### WORK ITEM
Your answer should consist of each line below that contains the string "match".

### THE RECORDS
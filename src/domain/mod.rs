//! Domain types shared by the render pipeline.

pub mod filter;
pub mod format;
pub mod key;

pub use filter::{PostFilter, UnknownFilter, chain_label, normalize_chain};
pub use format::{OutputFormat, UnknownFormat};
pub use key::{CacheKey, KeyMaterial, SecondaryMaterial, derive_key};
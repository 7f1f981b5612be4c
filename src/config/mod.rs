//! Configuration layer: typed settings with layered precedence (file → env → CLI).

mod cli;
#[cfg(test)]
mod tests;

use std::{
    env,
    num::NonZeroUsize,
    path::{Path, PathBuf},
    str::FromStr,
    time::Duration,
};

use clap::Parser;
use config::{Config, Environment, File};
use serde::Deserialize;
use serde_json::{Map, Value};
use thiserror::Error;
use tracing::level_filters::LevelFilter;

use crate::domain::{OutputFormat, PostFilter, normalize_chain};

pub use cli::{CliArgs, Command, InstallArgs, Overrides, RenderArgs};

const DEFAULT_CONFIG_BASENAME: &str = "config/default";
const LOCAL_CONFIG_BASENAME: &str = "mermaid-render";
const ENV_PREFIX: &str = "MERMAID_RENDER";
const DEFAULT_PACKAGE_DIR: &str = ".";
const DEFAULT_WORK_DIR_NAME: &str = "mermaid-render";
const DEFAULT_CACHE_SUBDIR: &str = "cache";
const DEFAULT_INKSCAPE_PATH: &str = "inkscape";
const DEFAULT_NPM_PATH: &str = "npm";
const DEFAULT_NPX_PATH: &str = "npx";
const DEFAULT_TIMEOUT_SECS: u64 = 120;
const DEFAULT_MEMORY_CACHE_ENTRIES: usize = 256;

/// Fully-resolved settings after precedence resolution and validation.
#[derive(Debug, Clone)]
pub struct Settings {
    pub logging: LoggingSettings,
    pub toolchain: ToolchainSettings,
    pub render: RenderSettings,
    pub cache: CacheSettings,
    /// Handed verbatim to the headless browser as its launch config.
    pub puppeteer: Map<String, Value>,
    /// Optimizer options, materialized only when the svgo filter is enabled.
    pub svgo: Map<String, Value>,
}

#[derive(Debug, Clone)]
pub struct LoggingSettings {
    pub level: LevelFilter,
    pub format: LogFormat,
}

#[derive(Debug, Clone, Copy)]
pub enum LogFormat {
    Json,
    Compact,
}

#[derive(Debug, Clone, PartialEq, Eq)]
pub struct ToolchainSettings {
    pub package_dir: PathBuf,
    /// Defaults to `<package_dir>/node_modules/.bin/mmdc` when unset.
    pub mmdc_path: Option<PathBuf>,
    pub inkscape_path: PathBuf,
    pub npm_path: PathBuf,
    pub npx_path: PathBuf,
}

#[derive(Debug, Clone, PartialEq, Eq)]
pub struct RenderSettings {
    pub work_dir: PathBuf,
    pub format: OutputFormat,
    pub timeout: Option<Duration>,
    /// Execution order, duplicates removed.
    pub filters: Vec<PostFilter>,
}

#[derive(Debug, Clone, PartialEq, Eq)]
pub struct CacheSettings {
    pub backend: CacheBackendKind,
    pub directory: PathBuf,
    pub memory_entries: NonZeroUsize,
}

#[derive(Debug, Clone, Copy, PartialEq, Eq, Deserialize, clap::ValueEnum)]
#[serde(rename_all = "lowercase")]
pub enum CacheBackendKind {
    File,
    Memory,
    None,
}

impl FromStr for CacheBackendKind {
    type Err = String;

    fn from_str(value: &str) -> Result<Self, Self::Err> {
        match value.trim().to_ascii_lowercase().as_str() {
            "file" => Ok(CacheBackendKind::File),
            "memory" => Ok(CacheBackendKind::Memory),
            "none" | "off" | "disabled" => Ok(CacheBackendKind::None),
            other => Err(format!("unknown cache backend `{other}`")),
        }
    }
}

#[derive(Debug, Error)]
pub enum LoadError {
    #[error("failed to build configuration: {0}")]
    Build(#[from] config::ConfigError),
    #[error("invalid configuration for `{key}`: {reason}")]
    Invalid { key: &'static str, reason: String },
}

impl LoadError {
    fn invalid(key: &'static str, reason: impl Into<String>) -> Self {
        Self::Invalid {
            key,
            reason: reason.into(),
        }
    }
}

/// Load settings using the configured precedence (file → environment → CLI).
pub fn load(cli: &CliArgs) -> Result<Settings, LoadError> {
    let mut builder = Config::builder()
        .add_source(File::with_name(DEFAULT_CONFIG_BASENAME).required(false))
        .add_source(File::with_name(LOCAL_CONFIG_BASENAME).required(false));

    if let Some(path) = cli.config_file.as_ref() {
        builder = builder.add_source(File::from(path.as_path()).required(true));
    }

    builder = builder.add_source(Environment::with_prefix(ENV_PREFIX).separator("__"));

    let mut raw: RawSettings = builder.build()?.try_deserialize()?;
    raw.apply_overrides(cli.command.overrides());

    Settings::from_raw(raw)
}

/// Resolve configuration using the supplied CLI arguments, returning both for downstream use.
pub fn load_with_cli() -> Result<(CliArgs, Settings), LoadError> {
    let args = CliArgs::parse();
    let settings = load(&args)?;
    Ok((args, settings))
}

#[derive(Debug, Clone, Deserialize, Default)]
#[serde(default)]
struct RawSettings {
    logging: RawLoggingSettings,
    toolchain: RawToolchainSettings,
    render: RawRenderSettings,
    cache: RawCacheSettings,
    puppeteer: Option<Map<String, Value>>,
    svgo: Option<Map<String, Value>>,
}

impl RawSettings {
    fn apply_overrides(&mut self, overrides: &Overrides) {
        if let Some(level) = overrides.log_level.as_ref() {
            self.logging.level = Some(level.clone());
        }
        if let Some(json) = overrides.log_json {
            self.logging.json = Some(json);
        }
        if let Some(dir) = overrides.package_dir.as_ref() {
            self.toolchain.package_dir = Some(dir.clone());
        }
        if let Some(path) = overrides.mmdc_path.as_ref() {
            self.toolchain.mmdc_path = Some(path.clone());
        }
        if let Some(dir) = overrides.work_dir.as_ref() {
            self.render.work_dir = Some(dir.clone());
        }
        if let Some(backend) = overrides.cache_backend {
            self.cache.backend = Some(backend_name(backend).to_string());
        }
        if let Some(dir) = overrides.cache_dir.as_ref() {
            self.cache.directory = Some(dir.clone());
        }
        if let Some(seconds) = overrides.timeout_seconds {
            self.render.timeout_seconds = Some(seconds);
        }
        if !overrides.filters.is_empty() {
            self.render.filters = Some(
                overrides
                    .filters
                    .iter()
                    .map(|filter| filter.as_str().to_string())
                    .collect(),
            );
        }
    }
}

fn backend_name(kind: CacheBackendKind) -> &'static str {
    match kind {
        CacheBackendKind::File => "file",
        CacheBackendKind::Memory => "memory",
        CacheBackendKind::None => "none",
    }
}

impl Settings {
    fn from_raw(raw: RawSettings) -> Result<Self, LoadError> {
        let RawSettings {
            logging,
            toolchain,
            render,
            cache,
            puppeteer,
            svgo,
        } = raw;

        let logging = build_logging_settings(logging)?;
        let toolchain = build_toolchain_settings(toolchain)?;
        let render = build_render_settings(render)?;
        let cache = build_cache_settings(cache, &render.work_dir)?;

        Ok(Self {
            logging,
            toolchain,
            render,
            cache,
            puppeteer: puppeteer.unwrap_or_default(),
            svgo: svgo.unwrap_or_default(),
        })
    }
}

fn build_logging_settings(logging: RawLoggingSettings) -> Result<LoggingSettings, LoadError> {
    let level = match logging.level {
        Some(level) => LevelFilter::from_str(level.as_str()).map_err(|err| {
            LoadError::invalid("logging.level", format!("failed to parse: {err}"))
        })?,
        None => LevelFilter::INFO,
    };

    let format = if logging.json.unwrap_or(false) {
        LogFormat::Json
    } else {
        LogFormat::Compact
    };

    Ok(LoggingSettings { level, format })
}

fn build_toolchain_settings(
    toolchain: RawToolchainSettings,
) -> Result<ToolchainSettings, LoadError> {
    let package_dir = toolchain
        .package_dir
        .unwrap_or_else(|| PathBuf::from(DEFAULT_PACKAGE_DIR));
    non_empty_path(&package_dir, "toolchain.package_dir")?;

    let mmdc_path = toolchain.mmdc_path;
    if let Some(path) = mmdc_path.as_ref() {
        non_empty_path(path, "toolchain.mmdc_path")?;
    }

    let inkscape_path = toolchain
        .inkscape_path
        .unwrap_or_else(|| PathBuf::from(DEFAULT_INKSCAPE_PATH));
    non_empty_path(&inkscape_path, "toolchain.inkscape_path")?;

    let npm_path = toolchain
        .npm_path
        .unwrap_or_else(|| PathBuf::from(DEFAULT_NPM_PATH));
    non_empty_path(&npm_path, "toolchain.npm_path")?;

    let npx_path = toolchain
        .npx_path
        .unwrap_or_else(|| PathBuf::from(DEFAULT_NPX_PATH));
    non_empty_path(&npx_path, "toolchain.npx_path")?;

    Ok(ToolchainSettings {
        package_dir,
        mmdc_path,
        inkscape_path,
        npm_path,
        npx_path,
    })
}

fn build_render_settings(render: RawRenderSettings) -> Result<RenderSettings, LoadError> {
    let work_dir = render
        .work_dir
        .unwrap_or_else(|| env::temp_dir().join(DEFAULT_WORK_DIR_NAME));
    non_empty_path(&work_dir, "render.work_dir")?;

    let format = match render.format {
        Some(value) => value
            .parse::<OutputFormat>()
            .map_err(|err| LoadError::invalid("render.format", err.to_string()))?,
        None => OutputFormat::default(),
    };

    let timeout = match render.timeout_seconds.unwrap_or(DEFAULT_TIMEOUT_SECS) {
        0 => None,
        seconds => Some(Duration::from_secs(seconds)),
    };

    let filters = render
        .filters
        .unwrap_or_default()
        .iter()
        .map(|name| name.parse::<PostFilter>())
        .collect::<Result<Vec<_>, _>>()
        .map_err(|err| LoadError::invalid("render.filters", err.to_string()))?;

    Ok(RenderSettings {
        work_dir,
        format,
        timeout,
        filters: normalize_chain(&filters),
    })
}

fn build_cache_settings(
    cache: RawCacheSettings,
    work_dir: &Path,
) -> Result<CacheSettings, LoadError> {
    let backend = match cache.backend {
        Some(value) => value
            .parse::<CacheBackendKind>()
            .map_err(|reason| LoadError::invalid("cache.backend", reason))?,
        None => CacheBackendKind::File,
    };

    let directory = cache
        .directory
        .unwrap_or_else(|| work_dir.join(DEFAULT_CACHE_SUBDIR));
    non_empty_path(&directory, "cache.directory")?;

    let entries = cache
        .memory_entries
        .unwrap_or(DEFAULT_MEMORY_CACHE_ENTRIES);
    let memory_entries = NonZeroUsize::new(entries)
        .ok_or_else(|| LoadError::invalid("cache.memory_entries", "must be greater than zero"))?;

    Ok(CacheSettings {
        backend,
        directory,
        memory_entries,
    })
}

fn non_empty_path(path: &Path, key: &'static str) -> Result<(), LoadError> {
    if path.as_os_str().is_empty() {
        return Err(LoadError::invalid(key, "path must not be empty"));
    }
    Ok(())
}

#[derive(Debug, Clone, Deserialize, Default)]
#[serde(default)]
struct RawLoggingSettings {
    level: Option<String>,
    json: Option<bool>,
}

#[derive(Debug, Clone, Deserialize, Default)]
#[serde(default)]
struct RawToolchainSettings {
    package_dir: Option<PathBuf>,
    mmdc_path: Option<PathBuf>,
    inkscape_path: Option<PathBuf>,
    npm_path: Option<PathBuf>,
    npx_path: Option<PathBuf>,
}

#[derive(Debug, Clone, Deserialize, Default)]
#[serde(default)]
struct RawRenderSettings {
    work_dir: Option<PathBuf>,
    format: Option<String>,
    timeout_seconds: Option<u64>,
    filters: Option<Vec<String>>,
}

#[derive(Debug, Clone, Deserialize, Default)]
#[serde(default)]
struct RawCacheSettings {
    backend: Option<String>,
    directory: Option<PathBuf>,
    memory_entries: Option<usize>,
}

### TASK RESULT
        match value.trim().to_ascii_lowercase().as_str() {
    match kind {
    let level = match logging.level {
    let format = match render.format {
    let timeout = match render.timeout_seconds.unwrap_or(DEFAULT_TIMEOUT_SECS) {
    let backend = match cache.backend {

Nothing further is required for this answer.